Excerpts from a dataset
--
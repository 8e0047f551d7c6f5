use super::*;
use crate::engine::Submission;
use ferret_proto::{
    Accesses, Crc, DepDigest, FileSig, JobDigest, Status, TargetDigest, TargetSpec, Tflags,
};
use ferret_solve::FileInfo;
use std::sync::{Arc, Mutex};

#[derive(Default)]
struct MockBackend {
    subs: Arc<Mutex<Vec<Submission>>>,
    kills: Arc<Mutex<Vec<(JobId, u64)>>>,
}

impl Backend for MockBackend {
    fn submit(&mut self, sub: Submission) {
        self.subs.lock().unwrap().push(sub);
    }
    fn kill(&mut self, job: JobId, seq_id: u64) {
        self.kills.lock().unwrap().push((job, seq_id));
    }
}

struct Harness {
    engine: Engine,
    subs: Arc<Mutex<Vec<Submission>>>,
    _keep: tempfile::TempDir,
    root: String,
}

fn compile_rule() -> Rule {
    Rule {
        name: "compile".to_string(),
        prio: 0,
        targets: vec![TargetSpec {
            pattern: "out".to_string(),
            tflags: Tflags::WRITE | Tflags::CRC,
        }],
        deps: vec!["in".to_string()],
        cmd: "tr a-z A-Z < in > out".to_string(),
        interpreter: vec![],
        sure: true,
        cmd_gen: 1,
    }
}

fn harness(rules: RuleSet) -> Harness {
    let dir = tempfile::tempdir().unwrap();
    let root = dir.path().canonicalize().unwrap();
    let root = root.to_str().unwrap().to_string();
    let cfg = EngineConfig {
        root_dir: root.clone(),
        tmp_root: format!("{root}/.ferret/tmp"),
        dep_depth_max: 16,
        ..Default::default()
    };
    let backend = MockBackend::default();
    let subs = backend.subs.clone();
    Harness {
        engine: Engine::new(cfg, rules, Box::new(backend)),
        subs,
        _keep: dir,
        root,
    }
}

impl Harness {
    fn write(&self, name: &str, content: &str) {
        let path = format!("{}/{name}", self.root);
        if let Some(dir) = std::path::Path::new(&path).parent() {
            std::fs::create_dir_all(dir).unwrap();
        }
        std::fs::write(path, content).unwrap();
    }

    fn sig(&self, name: &str) -> FileSig {
        FileInfo::of(&format!("{}/{name}", self.root), true).sig()
    }

    fn take_subs(&self) -> Vec<Submission> {
        std::mem::take(&mut self.subs.lock().unwrap())
    }

    /// Play the supervisor for one submission: transform `in` to uppercase
    /// `out`, then report the digest.
    fn run_compile(&mut self, sub: &Submission) {
        let input = std::fs::read_to_string(format!("{}/in", self.root)).unwrap();
        let output = input.to_uppercase();
        self.write("out", &output);
        let digest = JobDigest {
            status: Status::Ok,
            targets: vec![(
                "out".to_string(),
                TargetDigest {
                    accesses: Accesses::NONE,
                    write: true,
                    tflags: Tflags::WRITE | Tflags::CRC,
                    unlink: false,
                    crc: ferret_solve::crc_of(&format!("{}/out", self.root)),
                },
            )],
            deps: vec![(
                "in".to_string(),
                DepDigest {
                    accesses: Accesses::REG,
                    dflags: ferret_proto::Dflags::STATIC,
                    parallel: false,
                    sig: self.sig("in"),
                    garbage: false,
                },
            )],
            ..Default::default()
        };
        self.engine.end_job(sub.seq_id, sub.job, &digest).unwrap();
    }
}

fn src_rules() -> RuleSet {
    RuleSet {
        sources: vec!["in".to_string()],
        rules: vec![compile_rule()],
        ..Default::default()
    }
}

#[test]
fn simple_build_runs_once_then_is_up_to_date() {
    let mut h = harness(src_rules());
    h.write("in", "x");

    let rq = h.engine.open_req(vec!["out".to_string()]);
    assert!(!h.engine.req_done(rq));
    let subs = h.take_subs();
    assert_eq!(subs.len(), 1, "exactly one job must run");

    h.run_compile(&subs[0]);
    assert!(h.engine.req_done(rq));
    assert_eq!(h.engine.req_summary(rq).jobs_run, 1);
    let out = h.engine.lookup_node("out").unwrap();
    assert_eq!(h.engine.node_ok(out), Some(true));
    assert!(matches!(h.engine.node_data(out).crc, Crc::Plain(_)));
    assert_eq!(
        std::fs::read_to_string(format!("{}/out", h.root)).unwrap(),
        "X"
    );

    // second request with no changes: zero jobs, reported up to date
    let rq2 = h.engine.open_req(vec!["out".to_string()]);
    assert!(h.engine.req_done(rq2));
    assert!(h.take_subs().is_empty());
    assert_eq!(h.engine.req_summary(rq2).jobs_run, 0);
    assert_eq!(h.engine.req_summary(rq2).up_to_date, 1);
}

#[test]
fn changed_source_triggers_a_rerun() {
    let mut h = harness(src_rules());
    h.write("in", "x");
    let rq = h.engine.open_req(vec!["out".to_string()]);
    let subs = h.take_subs();
    h.run_compile(&subs[0]);
    assert!(h.engine.req_done(rq));

    std::thread::sleep(std::time::Duration::from_millis(5));
    h.write("in", "y");
    let rq2 = h.engine.open_req(vec!["out".to_string()]);
    let subs = h.take_subs();
    assert_eq!(subs.len(), 1, "source change must rerun the job");
    h.run_compile(&subs[0]);
    assert!(h.engine.req_done(rq2));
    assert_eq!(
        std::fs::read_to_string(format!("{}/out", h.root)).unwrap(),
        "Y"
    );
}

#[test]
fn manual_modification_is_detected_and_washed() {
    let mut h = harness(src_rules());
    h.write("in", "x");
    let rq = h.engine.open_req(vec!["out".to_string()]);
    let subs = h.take_subs();
    h.run_compile(&subs[0]);
    assert!(h.engine.req_done(rq));

    // user overwrites the target behind the engine's back
    std::thread::sleep(std::time::Duration::from_millis(5));
    h.write("out", "tampered");

    let rq3 = h.engine.open_req(vec!["out".to_string()]);
    let subs = h.take_subs();
    assert_eq!(subs.len(), 1, "manual change must rerun the producer");
    assert!(subs[0].reason.contains("manually modified"));
    h.run_compile(&subs[0]);
    assert!(h.engine.req_done(rq3));
    assert_eq!(
        std::fs::read_to_string(format!("{}/out", h.root)).unwrap(),
        "X"
    );
}

#[test]
fn steady_manual_rewrite_only_refreshes_the_date() {
    let mut h = harness(src_rules());
    h.write("in", "x");
    let rq = h.engine.open_req(vec!["out".to_string()]);
    let subs = h.take_subs();
    h.run_compile(&subs[0]);
    assert!(h.engine.req_done(rq));

    // rewrite with identical content: same crc, newer date
    std::thread::sleep(std::time::Duration::from_millis(5));
    h.write("out", "X");
    let _rq2 = h.engine.open_req(vec!["out".to_string()]);
    assert!(h.take_subs().is_empty(), "steady content must not rerun");
}

#[test]
fn missing_source_is_an_error() {
    let mut h = harness(src_rules());
    // "in" never written
    let rq = h.engine.open_req(vec!["out".to_string()]);
    let subs = h.take_subs();
    assert!(subs.is_empty(), "job cannot run without its static dep");
    assert!(h.engine.req_done(rq));
    let out = h.engine.lookup_node("out").unwrap();
    assert_eq!(h.engine.node_ok(out), Some(false));
    assert!(h
        .engine
        .req_errors(rq)
        .iter()
        .any(|(n, e)| n == "in" && e.contains("missing")));
}

#[test]
fn failed_job_is_deemed_producer_so_dependents_see_the_error() {
    let mut h = harness(src_rules());
    h.write("in", "x");
    let rq = h.engine.open_req(vec!["out".to_string()]);
    let subs = h.take_subs();
    let digest = JobDigest {
        status: Status::Err,
        stderr: "boom".to_string(),
        wstatus: 1 << 8,
        ..Default::default()
    };
    h.engine.end_job(subs[0].seq_id, subs[0].job, &digest).unwrap();
    assert!(h.engine.req_done(rq));
    let out = h.engine.lookup_node("out").unwrap();
    assert_eq!(h.engine.node_ok(out), Some(false));
    assert_eq!(h.engine.req_summary(rq).jobs_failed, 1);
}

#[test]
fn infinite_rule_chain_is_reported_once() {
    let rules = RuleSet {
        rules: vec![Rule {
            name: "chain".to_string(),
            prio: 0,
            targets: vec![TargetSpec {
                pattern: "%".to_string(),
                tflags: Tflags::WRITE,
            }],
            deps: vec!["%.prev".to_string()],
            cmd: "cp {stem}.prev {target}".to_string(),
            interpreter: vec![],
            sure: true,
            cmd_gen: 1,
        }],
        ..Default::default()
    };
    let mut h = harness(rules);
    let rq = h.engine.open_req(vec!["f".to_string()]);
    assert!(h.engine.req_done(rq));
    assert!(h.take_subs().is_empty());
    let f = h.engine.lookup_node("f").unwrap();
    assert_eq!(h.engine.node_ok(f), Some(false));
    let errors = h.engine.req_errors(rq);
    assert_eq!(
        errors
            .iter()
            .filter(|(_, e)| e.contains("recurse forever"))
            .count(),
        1,
        "the cycle must be reported exactly once: {errors:?}"
    );
    // the synthetic job exists and is the node's sole candidate
    let deep = errors.iter().find(|(_, e)| e.contains("recurse")).unwrap();
    let n = h.engine.lookup_node(&deep.0).unwrap();
    let inf = h.engine.node_data(n).job_tgts.clone();
    assert_eq!(inf.len(), 1);
    assert!(matches!(
        h.engine.job_data(inf[0]).special,
        Some(Special::Infinite)
    ));
}

#[test]
fn concurrent_reqs_share_one_execution() {
    let mut h = harness(src_rules());
    h.write("in", "x");

    let ra = h.engine.open_req(vec!["out".to_string()]);
    let rb = h.engine.open_req(vec!["out".to_string()]);
    let subs = h.take_subs();
    assert_eq!(subs.len(), 1, "at most one concurrent execution per job");
    assert!(!h.engine.req_done(ra));
    assert!(!h.engine.req_done(rb));

    h.run_compile(&subs[0]);
    assert!(h.engine.req_done(ra), "both requests observe the completion");
    assert!(h.engine.req_done(rb));
    assert!(h.take_subs().is_empty());
}

#[test]
fn killed_request_goes_zombie_and_kills_exclusive_jobs() {
    let mut h = harness(src_rules());
    h.write("in", "x");
    let rq = h.engine.open_req(vec!["out".to_string()]);
    let subs = h.take_subs();
    assert_eq!(subs.len(), 1);
    h.engine.kill_req(rq);
    assert!(h.engine.req_done(rq), "a zombie request is done");
    // the late digest is still ingested without waking the zombie
    h.run_compile(&subs[0]);
}

#[test]
fn lost_supervisor_marks_the_job_lost_and_rerun_retries() {
    let mut h = harness(src_rules());
    h.write("in", "x");
    let rq = h.engine.open_req(vec!["out".to_string()]);
    let subs = h.take_subs();
    h.engine.job_lost(subs[0].job).unwrap();
    assert!(h.engine.req_done(rq));
    assert_eq!(h.engine.job_data(subs[0].job).status, Status::Lost);

    // user retries: the lost job is resubmitted
    let rq2 = h.engine.open_req(vec!["out".to_string()]);
    let subs = h.take_subs();
    assert_eq!(subs.len(), 1);
    assert!(subs[0].reason.contains("lost"));
    h.run_compile(&subs[0]);
    assert!(h.engine.req_done(rq2));
}
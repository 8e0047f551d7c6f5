//! The access channel, interposer side.
//!
//! Frames are a 4-byte little-endian length followed by facet-json bytes.
//! Everything here is synchronous: it runs inside libc wrappers where no
//! async machinery (and as little allocation as possible) may live.

use ferret_proto::{AccessReply, AccessReport, AutodepEnv};
use std::io::{Read, Write};
use std::net::TcpStream;
use std::os::unix::net::UnixStream;

/// Where reports go.
pub enum Channel {
    /// Connected socket to the supervisor.
    Tcp(TcpStream),
    Unix(UnixStream),
    /// Append to a file (tests, debugging).
    File(std::fs::File),
    /// Accumulate in memory; used by the server's own helpers where no
    /// supervisor exists.
    Static(Vec<AccessReport>),
    /// Reporting turned off.
    Disabled,
}

impl Channel {
    /// Open the channel designated by `env.service`: `host:port` for TCP, an
    /// absolute path for a unix socket, a path suffixed by `:` for append.
    pub fn connect(env: &AutodepEnv) -> Channel {
        if env.disabled || env.service.is_empty() {
            return Channel::Disabled;
        }
        if let Some(path) = env.service.strip_suffix(':') {
            match std::fs::OpenOptions::new().create(true).append(true).open(path) {
                Ok(f) => return Channel::File(f),
                Err(_) => return Channel::Disabled,
            }
        }
        if env.service.starts_with('/') {
            match UnixStream::connect(&env.service) {
                Ok(s) => return Channel::Unix(s),
                Err(_) => return Channel::Disabled,
            }
        }
        match TcpStream::connect(&env.service) {
            Ok(s) => Channel::Tcp(s),
            Err(_) => Channel::Disabled,
        }
    }

    pub fn send(&mut self, report: &AccessReport) -> std::io::Result<()> {
        match self {
            Channel::Tcp(s) => send_frame(s, report),
            Channel::Unix(s) => send_frame(s, report),
            Channel::File(f) => {
                let json = facet_json::to_string(report);
                f.write_all(json.as_bytes())?;
                f.write_all(b"\n")
            }
            Channel::Static(acc) => {
                acc.push(report.clone());
                Ok(())
            }
            Channel::Disabled => Ok(()),
        }
    }

    pub fn recv_reply(&mut self) -> std::io::Result<AccessReply> {
        match self {
            Channel::Tcp(s) => recv_frame(s),
            Channel::Unix(s) => recv_frame(s),
            _ => Ok(AccessReply::default()),
        }
    }

    /// Raw descriptor of the connected socket, if any; needed so the
    /// interposer can move it out of the way of user fd manipulations.
    pub fn raw_fd(&self) -> Option<i32> {
        use std::os::fd::AsRawFd;
        match self {
            Channel::Tcp(s) => Some(s.as_raw_fd()),
            Channel::Unix(s) => Some(s.as_raw_fd()),
            Channel::File(f) => Some(f.as_raw_fd()),
            _ => None,
        }
    }

    /// Hand the descriptor over to the user: forget it without closing, so
    /// their close/dup2 sees exactly the fd they expect.
    pub fn abandon(self) {
        match self {
            Channel::Tcp(s) => std::mem::forget(s),
            Channel::Unix(s) => std::mem::forget(s),
            Channel::File(f) => std::mem::forget(f),
            _ => {}
        }
    }
}

fn send_frame<W: Write>(w: &mut W, report: &AccessReport) -> std::io::Result<()> {
    let json = facet_json::to_string(report);
    let len = (json.len() as u32).to_le_bytes();
    w.write_all(&len)?;
    w.write_all(json.as_bytes())
}

fn recv_frame<R: Read>(r: &mut R) -> std::io::Result<AccessReply> {
    let mut len = [0u8; 4];
    r.read_exact(&mut len)?;
    let len = u32::from_le_bytes(len) as usize;
    let mut buf = vec![0u8; len];
    r.read_exact(&mut buf)?;
    let txt = std::str::from_utf8(&buf)
        .map_err(|e| std::io::Error::new(std::io::ErrorKind::InvalidData, e))?;
    facet_json::from_str(txt).map_err(|e| {
        std::io::Error::new(std::io::ErrorKind::InvalidData, e.to_string())
    })
}
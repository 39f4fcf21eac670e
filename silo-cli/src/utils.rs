use silo_core::{Result, SiloError};

/// Parse a volume size like `4G`, `512M`, `1048576K` or plain kibibytes
/// into kibibytes.
pub fn parse_size_kb(size: &str) -> Result<u64> {
    let size = size.trim().to_uppercase();
    let (number, multiplier) = if let Some(number) = size.strip_suffix('T') {
        (number, 1024 * 1024 * 1024)
    } else if let Some(number) = size.strip_suffix('G') {
        (number, 1024 * 1024)
    } else if let Some(number) = size.strip_suffix('M') {
        (number, 1024)
    } else if let Some(number) = size.strip_suffix('K') {
        (number, 1)
    } else {
        (size.as_str(), 1)
    };
    let value: u64 = number
        .parse()
        .map_err(|_| SiloError::Config(format!("invalid size '{size}'")))?;
    Ok(value * multiplier)
}
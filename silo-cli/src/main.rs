mod commands;
mod output;
mod utils;

use clap::Parser;
use std::path::PathBuf;
use tracing_subscriber::EnvFilter;

#[derive(Parser, Debug)]
#[command(name = "silo")]
#[command(about = "silo - cluster storage manager", long_about = None)]
#[command(version)]
struct Cli {
    #[command(subcommand)]
    command: commands::Command,

    #[arg(short, long, global = true, help = "Verbose output")]
    verbose: bool,

    #[arg(short, long, global = true, help = "Quiet output")]
    quiet: bool,

    #[arg(
        long,
        global = true,
        help = "Output format",
        value_enum,
        default_value = "table"
    )]
    format: output::OutputFormat,

    #[arg(
        long,
        global = true,
        help = "Path to the cluster storage configuration",
        default_value = "/etc/silo/storage.cfg"
    )]
    config: PathBuf,

    #[arg(
        long,
        global = true,
        help = "Directory for node-local storage locks",
        default_value = "/var/lock/silo"
    )]
    lock_dir: PathBuf,

    #[arg(
        long,
        global = true,
        help = "Name of this node, for node-restricted storages"
    )]
    node: Option<String>,
}

#[tokio::main]
async fn main() -> Result<(), Box<dyn std::error::Error>> {
    let cli = Cli::parse();

    let log_level = if cli.verbose {
        "debug"
    } else if cli.quiet {
        "error"
    } else {
        "info"
    };

    tracing_subscriber::fmt()
        .with_env_filter(EnvFilter::new(log_level))
        .with_writer(std::io::stderr)
        .init();

    let ctx = commands::Context::new(cli.config, cli.lock_dir, cli.node, cli.format);
    match commands::execute(cli.command, ctx).await {
        Ok(_) => Ok(()),
        Err(e) => {
            eprintln!("Error: {e}");
            std::process::exit(1);
        }
    }
}
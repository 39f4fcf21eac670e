use crate::commands::{Context, StorageOptions};
use crate::output::print_success;
use silo_core::Result;

pub async fn execute(
    ty: String,
    storage: String,
    options: StorageOptions,
    ctx: Context,
) -> Result<()> {
    let mut params = options.into_params()?;
    params.insert("type".to_string(), ty);
    params.insert("storage".to_string(), storage.clone());

    ctx.api.create(&params).await?;
    print_success(&format!("Storage '{storage}' created"));
    Ok(())
}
--
**What to do**
If a line in the records above includes the string "kibibytes", copy it.

**Your solution**
/// Parse a volume size like `4G`, `512M`, `1048576K` or plain kibibytes
/// into kibibytes.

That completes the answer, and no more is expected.